Training is then commenced either via python:

from spacy.cli.train import train

train("./config.cfg", overrides={"paths.train": "./train.spacy", "paths.dev": "./dev.spacy"})

or in the shell:

python -m spacy train config.cfg --output ./output --paths.train ./train.spacy --paths.dev ./dev.spacy

To use this now trained pipeline, the command to load it changes to nlp = assemble('config.cfg').

For further reading on training look here.

Large-Language Models and spaCy¶

SpaCy can be used in conjunction with LLMs by utilizing the spacy-llm python package.This package supports self-hosted models built using pyTorch or TensorFlow, OpenAI's API, and models from Hugging Face.

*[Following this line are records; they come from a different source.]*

//! Connection records and the connection registry
//!
//! Every rendezvous channel, once negotiation succeeds, lands here: a
//! [`Connection`] is the durable (session-lifetime) record of an authorized
//! peer relationship, keyed by a channel-prefixed id. Removing the record is
//! the only way to disconnect.
//!
//! # Id scheme
//!
//! Connection ids combine a channel prefix with the peer identifier so the
//! same peer reached over two channels yields two independent records:
//!
//! - `P2P-{peer}` for room presence
//! - `SERVER-{peer}` for relay signaling
//! - `MANUAL-{peer}` for offline blob exchange
//! - `QR-{peer}` for scanned payloads carrying a peer id
//! - `TOKEN-{token}` for bare access codes (the code is the identifier)
//! - `LAN-{a-b-c-d}` for raw addresses (dots become dashes)
//! - `BT-{device}` for bluetooth discovery

use std::fmt;
use std::net::Ipv4Addr;
use std::sync::Arc;
use std::time::Instant;

use dashmap::DashMap;
use serde::{Deserialize, Deserializer, Serialize, Serializer};
use tracing::{debug, info};

/// Fallback display name for peers that sent an empty or missing name.
pub const UNKNOWN_NAME: &str = "Unknown device";

/// Fallback browser label.
pub const UNKNOWN_BROWSER: &str = "Unknown browser";

/// Fallback operating system label.
pub const UNKNOWN_OS: &str = "Unknown OS";

/// Broad device category advertised alongside a peer identity.
#[derive(Debug, Clone, Copy, PartialEq, Eq, Hash, Default)]
pub enum DeviceClass {
    #[default]
    Desktop,
    Mobile,
    Tablet,
}

impl DeviceClass {
    /// Wire label for this class.
    #[inline]
    #[must_use]
    pub fn as_str(&self) -> &'static str {
        match self {
            Self::Desktop => "desktop",
            Self::Mobile => "mobile",
            Self::Tablet => "tablet",
        }
    }

    /// Parses a wire label leniently; anything unrecognized is a desktop.
    #[must_use]
    pub fn parse(s: &str) -> Self {
        match s.trim().to_ascii_lowercase().as_str() {
            "mobile" | "phone" => Self::Mobile,
            "tablet" => Self::Tablet,
            _ => Self::Desktop,
        }
    }

    /// Display icon. Phones get the phone glyph, everything else a computer.
    #[inline]
    #[must_use]
    pub fn icon(&self) -> &'static str {
        match self {
            Self::Mobile => "📱",
            _ => "💻",
        }
    }
}

impl fmt::Display for DeviceClass {
    fn fmt(&self, f: &mut fmt::Formatter<'_>) -> fmt::Result {
        f.write_str(self.as_str())
    }
}

// Lenient on the wire: unknown labels deserialize as Desktop instead of
// failing the whole frame.
impl Serialize for DeviceClass {
    fn serialize<S: Serializer>(&self, serializer: S) -> Result<S::Ok, S::Error> {
        serializer.serialize_str(self.as_str())
    }
}

impl<'de> Deserialize<'de> for DeviceClass {
    fn deserialize<D: Deserializer<'de>>(deserializer: D) -> Result<Self, D::Error> {
        let s = String::deserialize(deserializer)?;
        Ok(Self::parse(&s))
    }
}

/// The discovery/signaling strategy a connection was reached through.
#[derive(Debug, Clone, Copy, PartialEq, Eq, Hash)]
pub enum ChannelKind {
    /// Room-based decentralized presence.
    Presence,
    /// Copy/paste offline signaling blob.
    Manual,
    /// Operator-run relay signaling server.
    Relay,
    /// Scanned QR payload.
    Qr,
    /// Typed access code.
    Token,
    /// Raw LAN address entry.
    Lan,
    /// Bluetooth proximity discovery.
    Bluetooth,
}

impl ChannelKind {
    /// Stable lowercase name used in logs and persisted records.
    #[inline]
    #[must_use]
    pub fn as_str(&self) -> &'static str {
        match self {
            Self::Presence => "presence",
            Self::Manual => "manual",
            Self::Relay => "relay",
            Self::Qr => "qr",
            Self::Token => "token",
            Self::Lan => "lan",
            Self::Bluetooth => "bluetooth",
        }
    }

    /// Connection-id prefix for this channel.
    #[inline]
    #[must_use]
    pub fn prefix(&self) -> &'static str {
        match self {
            Self::Presence => "P2P",
            Self::Manual => "MANUAL",
            Self::Relay => "SERVER",
            Self::Qr => "QR",
            Self::Token => "TOKEN",
            Self::Lan => "LAN",
            Self::Bluetooth => "BT",
        }
    }
}

impl fmt::Display for ChannelKind {
    fn fmt(&self, f: &mut fmt::Formatter<'_>) -> fmt::Result {
        f.write_str(self.as_str())
    }
}

/// A peer observed by one rendezvous channel.
///
/// Ephemeral: owned by whichever channel saw it, evicted when that channel
/// loses the peer. The same peer may appear in several channels at once with
/// independent lifecycles. The serde shape matches the signaling wire
/// (`peers-list` entries and presence payloads).
#[derive(Debug, Clone, PartialEq, Eq, Serialize, Deserialize)]
pub struct DiscoveredPeer {
    #[serde(rename = "peerId")]
    pub peer_id: String,
    #[serde(default)]
    pub name: String,
    #[serde(rename = "deviceType", default)]
    pub device_class: DeviceClass,
    #[serde(rename = "browser", default)]
    pub browser_name: String,
    #[serde(rename = "os", default)]
    pub os_name: String,
}

impl DiscoveredPeer {
    #[must_use]
    pub fn new(
        peer_id: impl Into<String>,
        name: impl Into<String>,
        device_class: DeviceClass,
        browser_name: impl Into<String>,
        os_name: impl Into<String>,
    ) -> Self {
        Self {
            peer_id: peer_id.into(),
            name: name.into(),
            device_class,
            browser_name: browser_name.into(),
            os_name: os_name.into(),
        }
    }

    /// Replaces empty display fields with the standard fallbacks.
    ///
    /// Remote payloads routinely omit fields; records entering a roster or a
    /// connection go through this first.
    #[must_use]
    pub fn sanitized(mut self) -> Self {
        if self.name.trim().is_empty() {
            self.name = UNKNOWN_NAME.to_string();
        }
        if self.browser_name.trim().is_empty() {
            self.browser_name = UNKNOWN_BROWSER.to_string();
        }
        if self.os_name.trim().is_empty() {
            self.os_name = UNKNOWN_OS.to_string();
        }
        self
    }
}

/// A registered, named peer relationship authorized for file transfer.
///
/// Exists iff negotiation reached its accepted terminal state.
#[derive(Debug, Clone)]
pub struct Connection {
    /// Channel-prefixed unique id (see module docs).
    pub id: String,
    /// Display name of the remote peer.
    pub name: Arc<str>,
    /// Remote device category.
    pub device_class: DeviceClass,
    /// Remote browser label.
    pub browser_name: Arc<str>,
    /// Remote OS label.
    pub os_name: Arc<str>,
    /// Display icon chosen at registration time.
    pub icon: &'static str,
    /// Which rendezvous channel produced this connection.
    pub channel: ChannelKind,
    /// Whether chunk traffic on this connection is sealed.
    pub encrypted: bool,
    /// When negotiation completed.
    pub established_at: Instant,
}

impl Connection {
    /// Builds a connection for a peer reached over `channel`.
    ///
    /// The id becomes `{PREFIX}-{peer_id}`. Display fields are sanitized.
    #[must_use]
    pub fn from_peer(channel: ChannelKind, peer: &DiscoveredPeer) -> Self {
        let peer = peer.clone().sanitized();
        let id = format!("{}-{}", channel.prefix(), peer.peer_id);
        Self::build(id, channel, peer)
    }

    /// Builds a connection keyed by a bare access code.
    ///
    /// No peer id is known at this point, so the code itself is the
    /// identifier and `template` supplies the local device's class/browser/OS
    /// as placeholders.
    #[must_use]
    pub fn for_token(token: &str, template: &DiscoveredPeer) -> Self {
        let id = format!("{}-{}", ChannelKind::Token.prefix(), token);
        let mut peer = template.clone().sanitized();
        peer.name = "Access code peer".to_string();
        Self::build(id, ChannelKind::Token, peer)
    }

    /// Builds a connection for a raw LAN address.
    ///
    /// The id replaces dots with dashes (`LAN-192-168-1-10`) and the address
    /// doubles as the display name.
    #[must_use]
    pub fn for_lan(addr: Ipv4Addr, template: &DiscoveredPeer) -> Self {
        let dashed = addr.to_string().replace('.', "-");
        let id = format!("{}-{}", ChannelKind::Lan.prefix(), dashed);
        let mut peer = template.clone().sanitized();
        peer.name = addr.to_string();
        Self::build(id, ChannelKind::Lan, peer)
    }

    fn build(id: String, channel: ChannelKind, peer: DiscoveredPeer) -> Self {
        let icon = if channel == ChannelKind::Bluetooth {
            "📡"
        } else {
            peer.device_class.icon()
        };

        Self {
            id,
            name: peer.name.into(),
            device_class: peer.device_class,
            browser_name: peer.browser_name.into(),
            os_name: peer.os_name.into(),
            icon,
            channel,
            encrypted: true,
            established_at: Instant::now(),
        }
    }

    /// Time since negotiation completed.
    #[inline]
    #[must_use]
    pub fn age(&self) -> std::time::Duration {
        self.established_at.elapsed()
    }
}

/// Session-lifetime mapping of connection id to [`Connection`].
///
/// Cheap to clone; all clones share the same table. Insertion order is
/// irrelevant, so snapshots sort by id for stable iteration.
#[derive(Debug, Clone, Default)]
pub struct ConnectionRegistry {
    inner: Arc<DashMap<String, Connection>>,
}

impl ConnectionRegistry {
    #[must_use]
    pub fn new() -> Self {
        Self::default()
    }

    /// Registers a connection, returning the previous record if the same id
    /// was already present (a re-established connection refreshes in place).
    pub fn insert(&self, conn: Connection) -> Option<Connection> {
        let id = conn.id.clone();
        let previous = self.inner.insert(id.clone(), conn);
        if previous.is_some() {
            debug!(connection = %id, "Refreshed existing connection");
        } else {
            info!(connection = %id, total = self.inner.len(), "Connection registered");
        }
        previous
    }

    /// Removes a connection. This is the only disconnect mechanism.
    pub fn remove(&self, id: &str) -> Option<Connection> {
        let removed = self.inner.remove(id).map(|(_, conn)| conn);
        if removed.is_some() {
            info!(connection = %id, total = self.inner.len(), "Connection removed");
        }
        removed
    }

    /// Looks up a connection by id, cloning it out.
    #[must_use]
    pub fn get(&self, id: &str) -> Option<Connection> {
        self.inner.get(id).map(|entry| entry.value().clone())
    }

    #[inline]
    #[must_use]
    pub fn contains(&self, id: &str) -> bool {
        self.inner.contains_key(id)
    }

    #[inline]
    #[must_use]
    pub fn len(&self) -> usize {
        self.inner.len()
    }

    #[inline]
    #[must_use]
    pub fn is_empty(&self) -> bool {
        self.inner.is_empty()
    }

    /// All current connections, sorted by id.
    #[must_use]
    pub fn snapshot(&self) -> Vec<Connection> {
        let mut all: Vec<Connection> = self
            .inner
            .iter()
            .map(|entry| entry.value().clone())
            .collect();
        all.sort_by(|a, b| a.id.cmp(&b.id));
        all
    }
}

The configuration file defines how to use these models. Here is an example configuration using OpenAI's GPT3.5 model.

[nlp]
lang = "en"
pipeline = ["llm"]

[components]

[components.llm]
factory = "llm"

[components.llm.task]
@llm_tasks = "spacy.TextCat.v2"
labels = ["COMPLIMENT", "INSULT"]

[components.llm.model]
@llm_models = "spacy.GPT-3-5.v1"
config = {"temperature": 0.0}

For further reading on LLM's and spacy look here.

Example¶

# Installation
python -m venv .venv
source .venv/bin/activate
pip install -U pip setuptools wheel
pip install -U spacy

# Download of a pre trained pipeline
python -m spacy download en_core_web_sm

import spacy

# Creating the NLP object
nlp = spacy.load("en_core_web_sm")

# Example text and using nlp
doc = nlp("This is an example sentence with numbers 234.")

for token in doc:
    print(token.text, token.lemma_, token.pos_, token.tag_, token.dep_, token.shape_, token.is_alpha, token.is_stop)

# Output:
###
# This this PRON DT nsubj Xxxx True True
# is be AUX VBZ ROOT xx True True
# an an DET DT det xx True True
# example example ADJ JJ compound xxxx True False
# sentence sentence NOUN NN attr xxxx True False
# with with ADP IN prep xxxx True True
# numbers number NOUN NNS pobj xxxx True False
# 234 234 NUM CD nummod ddd False False
# . . PUNCT . punct . False False
###

Key Takeaways¶

spaCy is a python package used for NLP tasks.
It offers many text processing capabilities that prepare the text for further usage.
Pre-trained pipelines are availabile in many languages and sizes.
Pre-trained pipelines can be customized and further trained.
It is possible to use spaCy in conjunction with LLM's.
The documentation is the best first place too look for answers as it is vast and contains multiple examples.
Projects that use spaCy can be found here.